Furthermore, this work uncovered that deletion of pcnB led to an increase in antibiotic susceptibility towards aminoglycosides, ampicillin, and tetracycline in E. coli harboring ColE1-family resistance plasmids. This observation was attributed to the involvement of PcnB, an enzyme which polyadenylates RNA, in the antisense RNA mechanism used by ColE1-type plasmid to regulate their plasmid copy number. Hence, PcnB could be targeted to reduce the copy number of ColE1- type plasmids and was suggested as helper-drug target to re-sensitize resistant bacteria harboring ColE1-family plasmids to antibiotics.

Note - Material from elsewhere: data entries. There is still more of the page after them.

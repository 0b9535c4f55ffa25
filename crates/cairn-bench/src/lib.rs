//! Benchmark profiles and helpers for the cairn arena workspace.
//!
//! Provides the capacity profiles and fill-cycle drivers shared by the
//! `arena_ops` benchmarks, kept here so they carry unit tests.

#![forbid(unsafe_code)]
#![deny(rustdoc::broken_intra_doc_links)]

use cairn_arena::HeapArena;

/// Small profile: 64 KiB, refilled many times per benchmark run.
pub const SMALL_CAPACITY: usize = 64 * 1024;

/// Large profile: 4 MiB, big enough that per-iteration resets are rare.
pub const LARGE_CAPACITY: usize = 4 * 1024 * 1024;

/// Fill the arena with `chunk`-byte allocations until it overflows, then
/// reset it. Returns the number of allocations that succeeded.
pub fn fill_cycle(arena: &mut HeapArena, chunk: usize) -> usize {
    let mut count = 0;
    while arena.alloc(chunk).is_ok() {
        count += 1;
    }
    arena.reset();
    count
}

/// Like [`fill_cycle`] but with aligned allocations, so each cycle pays
/// the padding arithmetic.
pub fn aligned_fill_cycle(arena: &mut HeapArena, chunk: usize, alignment: usize) -> usize {
    let mut count = 0;
    while arena.alloc_aligned(chunk, alignment).is_ok() {
        count += 1;
    }
    arena.reset();
    count
}
impl HeapArena {
    /// Create an arena of `size` bytes using the platform allocator and
    /// no-op lock hooks.
    ///
    /// Fails with [`ArenaError::InvalidSize`] for a zero size and
    /// [`ArenaError::StorageExhausted`] if the allocator cannot supply the
    /// region; both failures are also recorded in the process-wide slot
    /// (see [`crate::construction_error`]) since no instance exists to
    /// hold them.
    pub fn new(size: usize) -> Result<Self, ArenaError> {
        Self::with_parts(size, Box::new(HeapStorage), Arc::new(NoopHooks))
    }

    /// Create an arena with a custom storage provider.
    pub fn with_provider(
        size: usize,
        provider: Box<dyn StorageProvider>,
    ) -> Result<Self, ArenaError> {
        Self::with_parts(size, provider, Arc::new(NoopHooks))
    }

    /// Create an arena with a custom provider and lock hooks.
    ///
    /// Construction itself runs inside the hook critical section: the
    /// provider call is part of the checked-then-committed sequence.
    pub fn with_parts(
        size: usize,
        provider: Box<dyn StorageProvider>,
        hooks: Arc<dyn LockHooks>,
    ) -> Result<Self, ArenaError> {
        let _cs = HookGuard::enter(&hooks);

        if size == 0 {
            report::record(ArenaError::InvalidSize);
            return Err(ArenaError::InvalidSize);
        }

        let Some(region) = provider.acquire(size) else {
            let err = ArenaError::StorageExhausted { requested: size };
            report::record(err.clone());
            return Err(err);
        };

        Ok(Self {
            storage: Some(region),
            offset: 0,
            last_error: None,
            provider,
            hooks,
        })
    }

    /// Carve `size` bytes off the arena with no alignment guarantee.
    ///
    /// On success the cursor advances by exactly `size` and `last_error`
    /// clears. On failure the cursor is unchanged and the error is both
    /// returned and recorded.
    pub fn alloc(&mut self, size: usize) -> Result<Allocation, ArenaError> {
        let _cs = HookGuard::enter(&self.hooks);
        match bump::carve(self.offset, self.capacity(), size) {
            Ok(carve) => {
                self.offset = carve.end;
                self.last_error = None;
                Ok(Allocation::new(carve.start, size))
            }
            Err(err) => {
                self.last_error = Some(err.clone());
                Err(err)
            }
        }
    }

    /// Carve `size` bytes starting at the next address that is a multiple
    /// of `alignment` (a nonzero power of two).
    ///
    /// Alignment is computed from the real base address of the backing
    /// region, so the guarantee holds whatever the region's own alignment.
    /// On failure the cursor is unchanged — padding that would have been
    /// skipped is never committed.
    pub fn alloc_aligned(
        &mut self,
        size: usize,
        alignment: usize,
    ) -> Result<Allocation, ArenaError> {
        let _cs = HookGuard::enter(&self.hooks);
        match bump::carve_aligned(self.base(), self.offset, self.capacity(), size, alignment) {
            Ok(carve) => {
                self.offset = carve.end;
                self.last_error = None;
                Ok(Allocation::new(carve.start, size))
            }
            Err(err) => {
                self.last_error = Some(err.clone());
                Err(err)
            }
        }
    }

    /// Rewind the cursor to zero, reclaiming all allocations at once.
    ///
    /// Storage contents are untouched — callers must not assume previously
    /// allocated ranges are cleared. Idempotent.
    pub fn reset(&mut self) {
        let _cs = HookGuard::enter(&self.hooks);
        self.offset = 0;
        self.last_error = None;
    }

    /// Destroy the arena, returning the backing region to its provider.
    ///
    /// Also clears the process-wide construction-error slot. Dropping the
    /// arena without calling this releases the region the same way; the
    /// explicit form exists for callers that want the release to be
    /// visible in the control flow. After either, the arena is gone by
    /// move semantics — reuse is a compile error.
    pub fn destroy(mut self) {
        let _cs = HookGuard::enter(&self.hooks);
        if let Some(region) = self.storage.take() {
            self.provider.release(region);
        }
        report::clear();
    }

    /// Bytes currently allocated.
    pub fn used(&self) -> usize {
        self.offset
    }

    /// Total capacity in bytes, fixed for the arena's lifetime.
    pub fn capacity(&self) -> usize {
        self.storage.as_deref().map_or(0, <[u8]>::len)
    }

    /// Bytes still free.
    pub fn remaining(&self) -> usize {
        self.capacity() - self.offset
    }

    /// The most recent operation's failure, or `None` after any success.
    pub fn last_error(&self) -> Option<&ArenaError> {
        self.last_error.as_ref()
    }

    /// Resolve an allocation to a shared byte slice.
    ///
    /// # Panics
    ///
    /// Panics if `allocation` does not lie within this arena's region
    /// (a forged handle, or one issued by a different arena).
    pub fn bytes(&self, allocation: Allocation) -> &[u8] {
        let region = self.storage.as_deref().unwrap_or(&[]);
        &region[allocation.offset()..allocation.end()]
    }

    /// Resolve an allocation to a mutable byte slice.
    ///
    /// # Panics
    ///
    /// Panics if `allocation` does not lie within this arena's region.
    pub fn bytes_mut(&mut self, allocation: Allocation) -> &mut [u8] {
        let region = self.storage.as_deref_mut().unwrap_or(&mut []);
        &mut region[allocation.offset()..allocation.end()]
    }

    /// Integer value of the backing region's base address.
    fn base(&self) -> usize {
        self.storage
            .as_deref()
            .map_or(0, |region| region.as_ptr() as usize)
    }
}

Additionally, two antibiotics, which potentiate the effect of neomycin in aminoglycoside-resistant E. coli, rifamycin O and thermorubin, were identified in an aminoglycoside helper-drug screen. Moreover, in a screen using 880 extracts of Actinomycetes, one extract with moderate general antimicrobial properties and one with moderate gentamicin helper-compound activity were identified, showing the diverse usability of the described helper-compound screening approach.